SELECT AVG(trace_info.duration_us), country
FROM `TABLE_NAME`
WHERE _PARTITIONTIME > TIMESTAMP("YYYY-MM-DD")
AND event_type = "DURATION_TRACE"
AND event_name = "_app_start"
GROUP BY 2;

Check the ratio of frozen frames against various conditions

For example, you can check the ratio of frozen frames alongside the amount of time users spend on each screen of your app when on different radio types (WiFi, 4G, etc.).

SELECT
  AVG(trace_info.duration_us / 1000000) AS seconds_on_screen,
  AVG(trace_info.screen_info.frozen_frame_ratio) AS frozen_frame_ratio,
  event_name,
  radio_type
FROM `TABLE_NAME`
WHERE _PARTITIONTIME > TIMESTAMP("YYYY-MM-DD")
AND event_type = "SCREEN_TRACE"
GROUP BY event_name, radio_type
ORDER BY event_name, radio_type;

Compute cache hit rate for loading certain types of files from disk

This analysis assumes that you instrumented a custom code trace for loading from disk with a custom attribute named file-extension and a custom metric (a TRACE_METRIC) named cache-hit that is set to 1 if cache hit and 0 if cache miss.

For example, you can compute the cache hit rate for loading PNG files from disk:

SELECT AVG(trace_info.metric_info.metric_value) AS cache_hit_rate
FROM `TABLE_NAME`
WHERE _PARTITIONTIME > TIMESTAMP("YYYY-MM-DD")
AND event_type = "TRACE_METRIC"
AND event_name = "cache-hit"
AND parent_trace_name = "loadFromDisk"
AND STRUCT("file-extension", "png") IN UNNEST(custom_attributes);

Check for the time of day that users issue network requests

For example, you can check at what hour of the day users from the United States issue network requests from your app:

SELECT
  count(1) AS hourly_count,
  EXTRACT(HOUR FROM event_timestamp) AS hour_of_day
FROM `TABLE_NAME`
WHERE _PARTITIONTIME > TIMESTAMP("YYYY-MM-DD")
AND event_type = "NETWORK_REQUEST"
AND country = "US"
GROUP BY 2 ORDER BY 2;

Take your Performance Monitoring data anywhere

Sometimes you want to access your Performance Monitoring data server-side or push it to another third-party solution.
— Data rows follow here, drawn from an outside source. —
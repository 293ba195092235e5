//! Resumption cursor discovery from previously exported chunks.
//!
//! Chunks are named `<cursor>.csv.gz`, where the cursor is the microsecond
//! timestamp of the last event they contain. Names therefore sort by time,
//! and the most recent chunk is simply the lexicographic maximum of the
//! listing — no separate checkpoint file is needed.

use std::fmt;
use tracing::{debug, info};

use crate::error::StorageError;
use crate::storage::{CHUNK_SUFFIX, StorageProvider, list_chunk_keys};

/// Position in the event stream: a microsecond timestamp encoded as a
/// string, opaque to everything but the feed.
#[derive(Debug, Clone, PartialEq, Eq, PartialOrd, Ord, Hash)]
pub struct Cursor(String);

impl Cursor {
    /// Wrap an externally supplied cursor value (e.g. a configured seed).
    pub fn new(raw: impl Into<String>) -> Self {
        Self(raw.into())
    }

    /// Cursor for an event timestamp.
    pub fn from_micros(time_us: i64) -> Self {
        Self(time_us.to_string())
    }

    /// Recover the cursor embedded in a chunk key, stripping any path
    /// components and the chunk suffix.
    pub fn from_chunk_key(key: &str) -> Option<Self> {
        let name = key.rsplit('/').next().unwrap_or(key);
        let stem = name.strip_suffix(CHUNK_SUFFIX)?;
        if stem.is_empty() {
            return None;
        }
        Some(Self(stem.to_string()))
    }

    /// Object key of the chunk named by this cursor.
    pub fn chunk_key(&self) -> String {
        format!("{}{}", self.0, CHUNK_SUFFIX)
    }

    pub fn as_str(&self) -> &str {
        &self.0
    }
}

impl fmt::Display for Cursor {
    fn fmt(&self, f: &mut fmt::Formatter<'_>) -> fmt::Result {
        f.write_str(&self.0)
    }
}

/// Find the resumption cursor: the cursor of the most recent chunk under
/// the configured prefix, or `None` when no chunks exist yet.
///
/// Pure read; a listing failure means no resumption point is available and
/// the caller decides whether to halt or start fresh.
pub async fn resolve_cursor(storage: &StorageProvider) -> Result<Option<Cursor>, StorageError> {
    let keys = list_chunk_keys(storage).await?;

    let cursor = keys.last().and_then(|key| Cursor::from_chunk_key(key));
    match &cursor {
        Some(cursor) => debug!("Resolved cursor {} from {} chunks", cursor, keys.len()),
        None => info!("No chunks found under configured prefix"),
    }

    Ok(cursor)
}

#[cfg(test)]
mod tests {
    use super::*;
    use object_store::PutPayload;
    use object_store::path::Path;
    use tempfile::TempDir;

    #[test]
    fn test_cursor_from_chunk_key() {
        let cursor = Cursor::from_chunk_key("1733000000000000.csv.gz").unwrap();
        assert_eq!(cursor.as_str(), "1733000000000000");
    }

    #[test]
    fn test_cursor_from_nested_chunk_key() {
        let cursor = Cursor::from_chunk_key("jetstream/chunks/1733000000000000.csv.gz").unwrap();
        assert_eq!(cursor.as_str(), "1733000000000000");
    }

    #[test]
    fn test_cursor_rejects_other_suffixes() {
        assert!(Cursor::from_chunk_key("1733000000000000.csv").is_none());
        assert!(Cursor::from_chunk_key("1733000000000000.json").is_none());
        assert!(Cursor::from_chunk_key(".csv.gz").is_none());
    }

    #[test]
    fn test_cursor_chunk_key_roundtrip() {
        let cursor = Cursor::from_micros(1733000000000000);
        assert_eq!(cursor.chunk_key(), "1733000000000000.csv.gz");
        assert_eq!(Cursor::from_chunk_key(&cursor.chunk_key()), Some(cursor));
    }

    #[test]
    fn test_cursor_ordering_matches_time() {
        let earlier = Cursor::from_micros(1733000000000000);
        let later = Cursor::from_micros(1733000000000001);
        assert!(earlier < later);
    }

    #[tokio::test]
    async fn test_resolve_cursor_picks_most_recent() {
        let temp_dir = TempDir::new().unwrap();
        let storage = StorageProvider::for_url(temp_dir.path().to_str().unwrap())
            .await
            .unwrap();

        for name in ["1733000000000100.csv.gz", "1733000000000300.csv.gz"] {
            storage
                .put_payload(&Path::from(name), PutPayload::from_static(b"x"))
                .await
                .unwrap();
        }

        let cursor = resolve_cursor(&storage).await.unwrap().unwrap();
        assert_eq!(cursor.as_str(), "1733000000000300");
    }

    #[tokio::test]
    async fn test_resolve_cursor_empty_store() {
        let temp_dir = TempDir::new().unwrap();
        let storage = StorageProvider::for_url(temp_dir.path().to_str().unwrap())
            .await
            .unwrap();

        assert!(resolve_cursor(&storage).await.unwrap().is_none());
    }

    /// Non-chunk objects under the prefix must not influence resolution.
    #[tokio::test]
    async fn test_resolve_cursor_ignores_foreign_objects() {
        let temp_dir = TempDir::new().unwrap();
        let storage = StorageProvider::for_url(temp_dir.path().to_str().unwrap())
            .await
            .unwrap();

        storage
            .put_payload(&Path::from("zzz-manifest.json"), PutPayload::from_static(b"x"))
            .await
            .unwrap();
        storage
            .put_payload(
                &Path::from("1733000000000100.csv.gz"),
                PutPayload::from_static(b"x"),
            )
            .await
            .unwrap();

        let cursor = resolve_cursor(&storage).await.unwrap().unwrap();
        assert_eq!(cursor.as_str(), "1733000000000100");
    }
}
There is currently no charge for exporting data.

You can export your data by:

  • Using the BigQuery web UI

  • Running the CLI command bq extract

  • Submitting an extract job via the API or client libraries.

Pricing

There is no charge for exporting data from Performance Monitoring, and BigQuery provides generous no-cost usage limits. For detailed information, refer to BigQuery pricing or the BigQuery sandbox.